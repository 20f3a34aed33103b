//! Application entry points.

use std::fmt;
use std::future::Future;
use std::sync::Arc;

use futures::FutureExt;
use futures::future::BoxFuture;
use serde_json::Value;
use tapestry_domain::AppError;
use tokio::sync::oneshot;

/// Calling convention of a handler.
#[derive(Debug, Clone, Copy, PartialEq, Eq)]
pub enum Convention {
    /// Returns its result.
    Direct,
    /// Reports its result through a trailing callback.
    Callback,
}

impl fmt::Display for Convention {
    fn fmt(&self, f: &mut fmt::Formatter<'_>) -> fmt::Result {
        f.write_str(match self {
            Self::Direct => "direct",
            Self::Callback => "callback",
        })
    }
}

type DirectFn = dyn Fn(Vec<Value>) -> BoxFuture<'static, Result<Value, AppError>> + Send + Sync;
type CallbackFn = dyn Fn(Vec<Value>, Callback) + Send + Sync;

/// The `(error, result)` callback handed to callback-style handlers.
///
/// Consumed by the first call; dropping it uncalled is reported as an
/// invocation error.
#[derive(Debug)]
pub struct Callback {
    sender: oneshot::Sender<Result<Value, AppError>>,
}

impl Callback {
    pub(super) fn channel() -> (Self, oneshot::Receiver<Result<Value, AppError>>) {
        let (sender, receiver) = oneshot::channel();
        (Self { sender }, receiver)
    }

    /// Reports the outcome. An error wins over a result; a missing result
    /// is `null`.
    pub fn call(self, error: Option<AppError>, result: Option<Value>) {
        let outcome = error.map_or_else(|| Ok(result.unwrap_or(Value::Null)), Err);
        // The receiver is gone only when the invocation was abandoned.
        let _ = self.sender.send(outcome);
    }

    /// Reports success.
    pub fn ok(self, result: Value) {
        self.call(None, Some(result));
    }

    /// Reports failure.
    pub fn fail(self, error: AppError) {
        self.call(Some(error), None);
    }
}

/// The application function under test.
#[derive(Clone)]
pub enum Handler {
    /// `async fn(args) -> Result<Value, AppError>`.
    Direct(Arc<DirectFn>),
    /// `fn(args, callback)`.
    Callback(Arc<CallbackFn>),
}

impl Handler {
    /// Wraps an async function.
    #[must_use]
    pub fn direct<F, Fut>(function: F) -> Self
    where
        F: Fn(Vec<Value>) -> Fut + Send + Sync + 'static,
        Fut: Future<Output = Result<Value, AppError>> + Send + 'static,
    {
        Self::Direct(Arc::new(move |args| function(args).boxed()))
    }

    /// Wraps a callback-style function.
    #[must_use]
    pub fn callback<F>(function: F) -> Self
    where
        F: Fn(Vec<Value>, Callback) + Send + Sync + 'static,
    {
        Self::Callback(Arc::new(function))
    }

    /// The handler's calling convention.
    #[must_use]
    pub const fn convention(&self) -> Convention {
        match self {
            Self::Direct(_) => Convention::Direct,
            Self::Callback(_) => Convention::Callback,
        }
    }
}

impl fmt::Debug for Handler {
    fn fmt(&self, f: &mut fmt::Formatter<'_>) -> fmt::Result {
        f.debug_tuple("Handler").field(&self.convention()).finish()
    }
}
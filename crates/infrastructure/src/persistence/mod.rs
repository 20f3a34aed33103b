//! File system access.

mod resource_loader;

pub use resource_loader::FsResourceLoader;
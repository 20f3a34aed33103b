//! Request signing port

use serde_json::Value;

use super::transport::OutboundRequest;

/// Errors raised while signing a request.
#[derive(Debug, Clone, PartialEq, Eq, thiserror::Error)]
pub enum SigningError {
    /// A credential field is missing from `config`.
    #[error("missing signing credential: config.{0}")]
    MissingCredential(String),

    /// The request URL cannot be signed.
    #[error("cannot sign URL {url}: {message}")]
    InvalidUrl {
        /// The URL.
        url: String,
        /// What was wrong.
        message: String,
    },
}

/// Port for the request-signing transform applied to `http` tasks with
/// `auth: AWS_IAM`.
pub trait RequestSigner: Send + Sync {
    /// Adds signature headers to `request` using credentials read from the
    /// case's `config` object.
    ///
    /// # Errors
    ///
    /// Returns an error when credentials are missing or the URL is unusable.
    fn sign(&self, request: &mut OutboundRequest, config: &Value) -> Result<(), SigningError>;
}
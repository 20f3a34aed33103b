//! Test-specification document validation.
//!
//! The document schema (JSON Schema draft 2020-12) is embedded in the crate.
//! Validation reports every violation, not just the first.

use serde_json::Value;
use tapestry_application::ports::{SchemaValidator, SchemaViolation};
use thiserror::Error;

/// The embedded document schema.
pub const DOCUMENT_SCHEMA: &str = include_str!("test-spec.schema.json");

/// Errors raised while compiling a schema.
#[derive(Debug, Error)]
pub enum SchemaError {
    /// The schema is not valid JSON.
    #[error("schema is not valid JSON: {0}")]
    Json(#[from] serde_json::Error),

    /// The schema is not a valid draft 2020-12 schema.
    #[error("invalid schema: {0}")]
    Invalid(String),
}

/// Validates documents against a compiled JSON Schema.
pub struct JsonSchemaValidator {
    validator: jsonschema::Validator,
}

impl JsonSchemaValidator {
    /// Compiles the embedded document schema.
    ///
    /// # Errors
    ///
    /// Returns an error if the embedded schema does not compile.
    pub fn document() -> Result<Self, SchemaError> {
        let schema: Value = serde_json::from_str(DOCUMENT_SCHEMA)?;
        Self::from_schema(&schema)
    }

    /// Compiles a custom schema.
    ///
    /// # Errors
    ///
    /// Returns an error if `schema` is not a valid draft 2020-12 schema.
    pub fn from_schema(schema: &Value) -> Result<Self, SchemaError> {
        let validator = jsonschema::draft202012::new(schema)
            .map_err(|e| SchemaError::Invalid(e.to_string()))?;
        Ok(Self { validator })
    }
}

impl std::fmt::Debug for JsonSchemaValidator {
    fn fmt(&self, f: &mut std::fmt::Formatter<'_>) -> std::fmt::Result {
        f.debug_struct("JsonSchemaValidator").finish_non_exhaustive()
    }
}

impl SchemaValidator for JsonSchemaValidator {
    fn validate(&self, document: &Value) -> Result<(), Vec<SchemaViolation>> {
        let violations: Vec<_> = self
            .validator
            .iter_errors(document)
            .map(|error| SchemaViolation::new(error.instance_path.to_string(), error.to_string()))
            .collect();
        if violations.is_empty() {
            Ok(())
        } else {
            Err(violations)
        }
    }
}
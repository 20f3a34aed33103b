//! Direct-result strategy.

use async_trait::async_trait;
use serde_json::Value;

use super::handler::{Convention, Handler};
use super::{Invocation, InvocationError, InvocationStrategy};

/// Awaits the handler's returned future.
#[derive(Debug, Clone, Copy, Default)]
pub struct DirectStrategy;

#[async_trait]
impl InvocationStrategy for DirectStrategy {
    fn convention(&self) -> Convention {
        Convention::Direct
    }

    async fn invoke(&self, handler: &Handler, args: Vec<Value>) -> Result<Invocation, InvocationError> {
        let Handler::Direct(function) = handler else {
            return Err(InvocationError::ConventionMismatch {
                strategy: Convention::Direct,
                handler: handler.convention(),
            });
        };
        Ok(function(args).await.into())
    }
}

#[cfg(test)]
#[allow(clippy::unwrap_used)]
mod tests {
    use super::*;
    use pretty_assertions::assert_eq;
    use serde_json::json;
    use tapestry_domain::AppError;

    #[tokio::test]
    async fn test_returned_and_raised() {
        let handler = Handler::direct(|args: Vec<Value>| async move {
            match args.first() {
                Some(Value::Bool(true)) => Err(AppError::new("boom")),
                _ => Ok(json!({"args": args})),
            }
        });

        let returned = DirectStrategy.invoke(&handler, vec![json!(1)]).await.unwrap();
        assert_eq!(returned, Invocation::Returned(json!({"args": [1]})));

        let raised = DirectStrategy.invoke(&handler, vec![json!(true)]).await.unwrap();
        assert_eq!(raised, Invocation::Raised(AppError::new("boom")));
    }

    #[tokio::test]
    async fn test_rejects_callback_handler() {
        let handler = Handler::callback(|_, callback| callback.ok(Value::Null));
        let err = DirectStrategy.invoke(&handler, vec![]).await.unwrap_err();
        assert!(matches!(err, InvocationError::ConventionMismatch { .. }));
    }
}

════════════════

**WHAT THE TASK REQUIRES:** Across the entries above, work out how many lines hold "sender". The answer is that number alone.

**ANSWER TO THE PROBLEM:** 4